▶ [DATA TO USE]

use async_trait::async_trait;
use reqwest::Client;
use serde::de::DeserializeOwned;
use serde_json::Value;
use std::collections::BTreeMap;
use std::time::Duration;
use thiserror::Error;

use crate::models::{Card, UserInventory, UserProfile};
use crate::services::inventory::{InventoryError, InventoryProvider};

/// Documents requested per page
const PAGE_SIZE: usize = 1000;

/// Errors that can occur when interacting with Appwrite
#[derive(Debug, Error)]
pub enum AppwriteError {
    #[error("HTTP request failed: {0}")]
    RequestError(#[from] reqwest::Error),

    #[error("API returned error: {0}")]
    ApiError(String),

    #[error("Unauthorized: invalid API key or token")]
    Unauthorized,

    #[error("Invalid response format: {0}")]
    InvalidResponse(String),
}

/// Appwrite API client
///
/// Reads the marketplace's user profiles and card listings:
/// - Fetching a single profile
/// - Fetching a user's cards
/// - Loading every other user's profile and cards
pub struct AppwriteClient {
    base_url: String,
    api_key: String,
    project_id: String,
    database_id: String,
    client: Client,
    collections: AppwriteCollections,
    page_size: usize,
}

/// One page of a document listing
struct DocumentPage {
    total: Option<usize>,
    documents: Vec<Value>,
}

/// Collection IDs in Appwrite
#[derive(Debug, Clone)]
pub struct AppwriteCollections {
    pub user_profiles: String,
    pub cards: String,
}

impl AppwriteClient {
    /// Create a new Appwrite client
    pub fn new(
        base_url: String,
        api_key: String,
        project_id: String,
        database_id: String,
        collections: AppwriteCollections,
    ) -> Result<Self, AppwriteError> {
        let client = Client::builder()
            .timeout(Duration::from_secs(30))
            .build()?;

        Ok(Self {
            base_url,
            api_key,
            project_id,
            database_id,
            client,
            collections,
            page_size: PAGE_SIZE,
        })
    }

    /// List every document of a collection matching the given queries
    ///
    /// Pages through the collection until the reported `total` is reached.
    /// Documents that fail to parse are skipped with a warning.
    async fn list_documents<T: DeserializeOwned>(
        &self,
        collection: &str,
        queries: Vec<String>,
    ) -> Result<Vec<T>, AppwriteError> {
        let mut parsed = Vec::new();
        let mut offset = 0;

        loop {
            let page = self.list_page(collection, &queries, offset).await?;
            let fetched = page.documents.len();
            offset += fetched;

            parsed.extend(page.documents.iter().filter_map(|doc| {
                let data = doc.get("data").unwrap_or(doc);
                match serde_json::from_value::<T>(data.clone()) {
                    Ok(value) => Some(value),
                    Err(e) => {
                        tracing::warn!(
                            "Skipping malformed {} document {}: {}",
                            collection,
                            doc.get("$id").and_then(|id| id.as_str()).unwrap_or("<unknown>"),
                            e
                        );
                        None
                    }
                }
            }));

            match page.total {
                Some(total) if offset >= total => break,
                Some(total) if fetched < self.page_size => {
                    tracing::warn!(
                        "Appwrite reported {} {} documents but only {} were returned",
                        total,
                        collection,
                        offset
                    );
                    break;
                }
                None if fetched < self.page_size => break,
                _ if fetched == 0 => break,
                _ => {}
            }
        }

        Ok(parsed)
    }

    /// Fetch one page of documents starting at `offset`
    async fn list_page(
        &self,
        collection: &str,
        queries: &[String],
        offset: usize,
    ) -> Result<DocumentPage, AppwriteError> {
        let url = format!(
            "{}/databases/{}/collections/{}/documents",
            self.base_url.trim_end_matches('/'),
            self.database_id,
            collection
        );
        let query_string = queries
            .iter()
            .cloned()
            .chain([format!("limit({})", self.page_size), format!("offset({})", offset)])
            .map(|q| format!("queries[]={}", urlencoding::encode(&q)))
            .collect::<Vec<_>>()
            .join("&");
        let full_url = format!("{}?{}", url, query_string);

        tracing::debug!("Listing {} documents from offset {}", collection, offset);

        let response = self
            .client
            .get(&full_url)
            .header("X-Appwrite-Key", &self.api_key)
            .header("X-Appwrite-Project", &self.project_id)
            .send()
            .await?;

        let status = response.status();
        if status == reqwest::StatusCode::UNAUTHORIZED {
            return Err(AppwriteError::Unauthorized);
        }
        if !status.is_success() {
            let body = response.text().await.unwrap_or_else(|_| "Unable to read body".to_string());
            tracing::error!("Failed to list {}: {} - {}", collection, status, body);
            return Err(AppwriteError::ApiError(format!(
                "Failed to list {}: {}",
                collection, status
            )));
        }

        let mut json: Value = response.json().await?;

        let total = json.get("total").and_then(|t| t.as_u64()).map(|t| t as usize);
        let documents = match json.get_mut("documents").map(Value::take) {
            Some(Value::Array(documents)) => documents,
            _ => return Err(AppwriteError::InvalidResponse("Missing documents array".into())),
        };

        Ok(DocumentPage { total, documents })
    }

    /// Get a single profile by user ID
    pub async fn get_profile(&self, user_id: &str) -> Result<Option<UserProfile>, AppwriteError> {
        let profiles: Vec<UserProfile> = self
            .list_documents(
                &self.collections.user_profiles,
                vec![format!("equal(\"userId\", [\"{}\"])", user_id)],
            )
            .await?;

        Ok(profiles.into_iter().next())
    }

    /// Get every card a user has listed
    pub async fn get_cards(&self, user_id: &str) -> Result<Vec<Card>, AppwriteError> {
        self.list_documents(
            &self.collections.cards,
            vec![format!("equal(\"ownerId\", [\"{}\"])", user_id)],
        )
        .await
    }

    /// Load every other user's profile and cards, grouped by owner
    pub async fn get_other_inventories(&self, user_id: &str) -> Result<Vec<UserInventory>, AppwriteError> {
        let exclude = format!("notEqual(\"userId\", [\"{}\"])", user_id);
        let profiles: Vec<UserProfile> = self
            .list_documents(&self.collections.user_profiles, vec![exclude])
            .await?;
        let cards: Vec<Card> = self
            .list_documents(
                &self.collections.cards,
                vec![format!("notEqual(\"ownerId\", [\"{}\"])", user_id)],
            )
            .await?;

        // BTreeMap keeps owners in a stable order between runs
        let mut inventories: BTreeMap<String, UserInventory> = BTreeMap::new();
        for profile in profiles {
            inventories.insert(
                profile.user_id.clone(),
                UserInventory {
                    user_id: profile.user_id.clone(),
                    profile: Some(profile),
                    cards: Vec::new(),
                },
            );
        }
        for card in cards {
            inventories
                .entry(card.owner_id.clone())
                .or_insert_with(|| UserInventory {
                    user_id: card.owner_id.clone(),
                    profile: None,
                    cards: Vec::new(),
                })
                .cards
                .push(card);
        }

        tracing::debug!("Loaded {} counterparty inventories", inventories.len());

        Ok(inventories.into_values().collect())
    }
}

#[async_trait]
impl InventoryProvider for AppwriteClient {
    async fn user_profile(&self, user_id: &str) -> Result<Option<UserProfile>, InventoryError> {
        Ok(self.get_profile(user_id).await?)
    }

    async fn user_cards(&self, user_id: &str) -> Result<Vec<Card>, InventoryError> {
        Ok(self.get_cards(user_id).await?)
    }

    async fn other_users_with_cards(&self, excluding_user_id: &str) -> Result<Vec<UserInventory>, InventoryError> {
        Ok(self.get_other_inventories(excluding_user_id).await?)
    }
}

#[cfg(test)]
mod tests {
    use super::*;

    fn client(url: String) -> AppwriteClient {
        let collections = AppwriteCollections {
            user_profiles: "user_profiles".to_string(),
            cards: "cards".to_string(),
        };

        AppwriteClient::new(url, "test_key".to_string(), "test_project".to_string(), "test_db".to_string(), collections)
            .unwrap()
    }

    #[test]
    fn test_appwrite_client_creation() {
        let client = client("https://appwrite.test/v1".to_string());

        assert_eq!(client.base_url, "https://appwrite.test/v1");
        assert_eq!(client.api_key, "test_key");
    }

    #[tokio::test]
    async fn test_other_inventories_grouped_by_owner() {
        let mut server = mockito::Server::new_async().await;
        server
            .mock("GET", mockito::Matcher::Regex(r"collections/user_profiles/documents".to_string()))
            .with_status(200)
            .with_body(r#"{"total":1,"documents":[{"$id":"p1","userId":"bob","displayName":"Bob","totalTrades":12}]}"#)
            .create_async()
            .await;
        server
            .mock("GET", mockito::Matcher::Regex(r"collections/cards/documents".to_string()))
            .with_status(200)
            .with_body(
                r#"{"total":3,"documents":[
                    {"$id":"c1","ownerId":"bob","name":"Charizard","listType":"trade","marketPrice":25},
                    {"$id":"c2","ownerId":"carol","name":"Pikachu","listType":"want"},
                    {"$id":"c3","ownerId":"bob","name":"Broken","listType":"sideways"}
                ]}"#,
            )
            .create_async()
            .await;

        let inventories = client(server.url()).get_other_inventories("alice").await.unwrap();

        assert_eq!(inventories.len(), 2);
        assert_eq!(inventories[0].user_id, "bob");
        assert_eq!(inventories[0].cards.len(), 1);
        assert_eq!(inventories[0].profile.as_ref().map(|p| p.total_trades), Some(12));
        assert_eq!(inventories[1].user_id, "carol");
        assert!(inventories[1].profile.is_none());
    }

    #[tokio::test]
    async fn test_want_card_without_price_is_kept() {
        let mut server = mockito::Server::new_async().await;
        server
            .mock("GET", mockito::Matcher::Regex(r"collections/cards/documents".to_string()))
            .with_status(200)
            .with_body(
                r#"{"total":2,"documents":[
                    {"$id":"w1","ownerId":"alice","name":"Mewtwo","listType":"want","marketPrice":null,"setName":null,"condition":null,"quantity":null},
                    {"$id":"t1","ownerId":"alice","name":"Pikachu","listType":"trade","marketPrice":20,"setName":"Jungle"}
                ]}"#,
            )
            .create_async()
            .await;

        let cards = client(server.url()).get_cards("alice").await.unwrap();

        let ids: Vec<&str> = cards.iter().map(|c| c.id.as_str()).collect();
        assert_eq!(ids, vec!["w1", "t1"]);
        assert_eq!(cards[0].market_price, 0.0);
        assert_eq!(cards[0].set_name, "");
    }

    #[tokio::test]
    async fn test_listing_follows_pages_until_total() {
        let mut server = mockito::Server::new_async().await;
        server
            .mock("GET", mockito::Matcher::Regex(r"collections/user_profiles/documents".to_string()))
            .with_status(200)
            .with_body(r#"{"total":0,"documents":[]}"#)
            .create_async()
            .await;
        let first = server
            .mock("GET", mockito::Matcher::Regex(r"collections/cards/documents.*offset%280%29".to_string()))
            .with_status(200)
            .with_body(
                r#"{"total":3,"documents":[
                    {"$id":"c1","ownerId":"bob","name":"Charizard","listType":"trade"},
                    {"$id":"c2","ownerId":"bob","name":"Pikachu","listType":"want"}
                ]}"#,
            )
            .expect(1)
            .create_async()
            .await;
        let second = server
            .mock("GET", mockito::Matcher::Regex(r"collections/cards/documents.*offset%282%29".to_string()))
            .with_status(200)
            .with_body(r#"{"total":3,"documents":[{"$id":"c3","ownerId":"carol","name":"Mewtwo","listType":"trade"}]}"#)
            .expect(1)
            .create_async()
            .await;

        let mut client = client(server.url());
        client.page_size = 2;
        let inventories = client.get_other_inventories("alice").await.unwrap();

        first.assert_async().await;
        second.assert_async().await;
        assert_eq!(inventories.len(), 2);
        assert_eq!(inventories[0].cards.len(), 2);
        assert_eq!(inventories[1].user_id, "carol");
    }

    #[tokio::test]
    async fn test_short_page_ends_listing() {
        let mut server = mockito::Server::new_async().await;
        let listing = server
            .mock("GET", mockito::Matcher::Regex(r"collections/cards/documents".to_string()))
            .with_status(200)
            .with_body(r#"{"total":9000,"documents":[{"$id":"c1","ownerId":"alice","name":"Charizard","listType":"trade"}]}"#)
            .expect(1)
            .create_async()
            .await;

        let cards = client(server.url()).get_cards("alice").await.unwrap();

        listing.assert_async().await;
        assert_eq!(cards.len(), 1);
    }

    #[tokio::test]
    async fn test_unauthorized_is_reported() {
        let mut server = mockito::Server::new_async().await;
        server
            .mock("GET", mockito::Matcher::Any)
            .with_status(401)
            .create_async()
            .await;

        let err = client(server.url()).get_cards("alice").await.unwrap_err();
        assert!(matches!(err, AppwriteError::Unauthorized));
    }
}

▶ [WORK TO BE COMPLETED] When you reach the line containing "collection, status, body);" in the data above, start copying exactly, and stop after the line containing "pub async fn get_profile(&self, user_id: &str)".

▶ [COMPLETED EXERCISE]
            tracing::error!("Failed to list {}: {} - {}", collection, status, body);
            return Err(AppwriteError::ApiError(format!(
                "Failed to list {}: {}",
                collection, status
            )));
        }

        let mut json: Value = response.json().await?;

        let total = json.get("total").and_then(|t| t.as_u64()).map(|t| t as usize);
        let documents = match json.get_mut("documents").map(Value::take) {
            Some(Value::Array(documents)) => documents,
            _ => return Err(AppwriteError::InvalidResponse("Missing documents array".into())),
        };

        Ok(DocumentPage { total, documents })
    }

    /// Get a single profile by user ID
    pub async fn get_profile(&self, user_id: &str) -> Result<Option<UserProfile>, AppwriteError> {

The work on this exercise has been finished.